Mary's swelling soft-focus memories of her grand passion are deflated by jarring little jabs from the director, in what I suspect is intended as an alert to the viewer that her romantic-seeming situation is not quite what it seems -- in effect, she is an unreliable narrator, and the pay-off comes when she perceives, finally and appallingly, what she really is and what she has done. It is a climax worth waiting for, but it is slow to arrive; and the subtle wrongness in the love affair, the self-dramatisation and lack of authenticity (whether or not these are deliberate attempts to undermine her presentation of events, as hindsight suggests they may be) until then tend to come across simply as unconvincing story-telling.

It is never clear just what Mary means by her assertion that she wants to belong to herself and not to any lover. By the end, however, it is all too apparent that this mantra, reminiscent of the "Can't tie me down, babe" slogans of the (male) serial shaggers of the Sixties, is every bit as self-indulgent a female pose. She is in love with the idea of being in love: playing at it, day-dreaming transgressions. But when reality strikes, the whole game is exposed as a silly, hugely destructive fantasy.

After the first showdown with her husband (which we are specifically, and with hindsight, significantly, not allowed to witness), she warns Steven that she is not truly a good person to love. We -- and he -- do not then either understand or believe her; but she is right.

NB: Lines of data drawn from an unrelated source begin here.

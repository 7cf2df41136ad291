use clap::{Parser, Subcommand};

use version_lens::lsp::server::{LogFormat, run_server};

#[derive(Parser)]
#[command(name = "version-lens")]
#[command(version, about = "Language Server showing npm version lenses for package.json")]
struct Cli {
    /// Format of the log file written to the data directory
    #[arg(long, value_enum, default_value_t = LogFormat::Text)]
    log_format: LogFormat,

    #[command(subcommand)]
    command: Option<Command>,
}

#[derive(Subcommand)]
enum Command {
    /// Print the data directory holding the cache and log file
    DataDir,
}

fn main() -> anyhow::Result<()> {
    let cli = Cli::parse();

    match cli.command {
        Some(Command::DataDir) => {
            println!("{}", version_lens::config::data_dir().display());
            Ok(())
        }
        None => tokio::runtime::Builder::new_multi_thread()
            .enable_all()
            .build()?
            .block_on(run_server(cli.log_format)),
    }
}
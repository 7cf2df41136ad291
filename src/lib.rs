pub mod config;
pub mod install;
pub mod lsp;
pub mod parser;
pub mod version;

She is not prepared to give herself, in modern parlance to 'commit': but she will not let go either.

The trouble for me is that for most of its running length the film seems to be simply a somewhat off-kilter account of an adulterous affair, over-ponderous, with clumsy use of music and heavily ironic dialogue. (The cinema audience, young and out for a good time, spent rather more time giggling than I assume the director intended.) The cinematic tricks that are present, such as the abrupt cuts in the taxi scene, the nested flashback structure, or the montage of advertisements in the Tube station reading "Keep Smiling", "Strength" and "Saved", too often seem awkward or labouring the obvious. If the idea was indeed to subtly undermine audience preconceptions, it doesn't really work -- there is no equivalent here to the stunning shift in perception that exists between the opening sequence of "Brief Encounter" and the final unwinding of the flashback.

As the ambiguous Mary, Ann Todd is a strangely elusive presence. The character is at the heart of the plot and has the lion's share of screentime, and yet most of that time it's hard to get a grip on her beyond the superficial. I'm still not sure whether this is an intended result of the acting and/or direction, or a flaw in the film.

Trevor Howard carries off the role of the unfortunate Steven with angular charm and provides the requisite sense of bewildered decency; but as others have rightly remarked, it is Claude Rains, in what might appear a largely peripheral role, who steals the show.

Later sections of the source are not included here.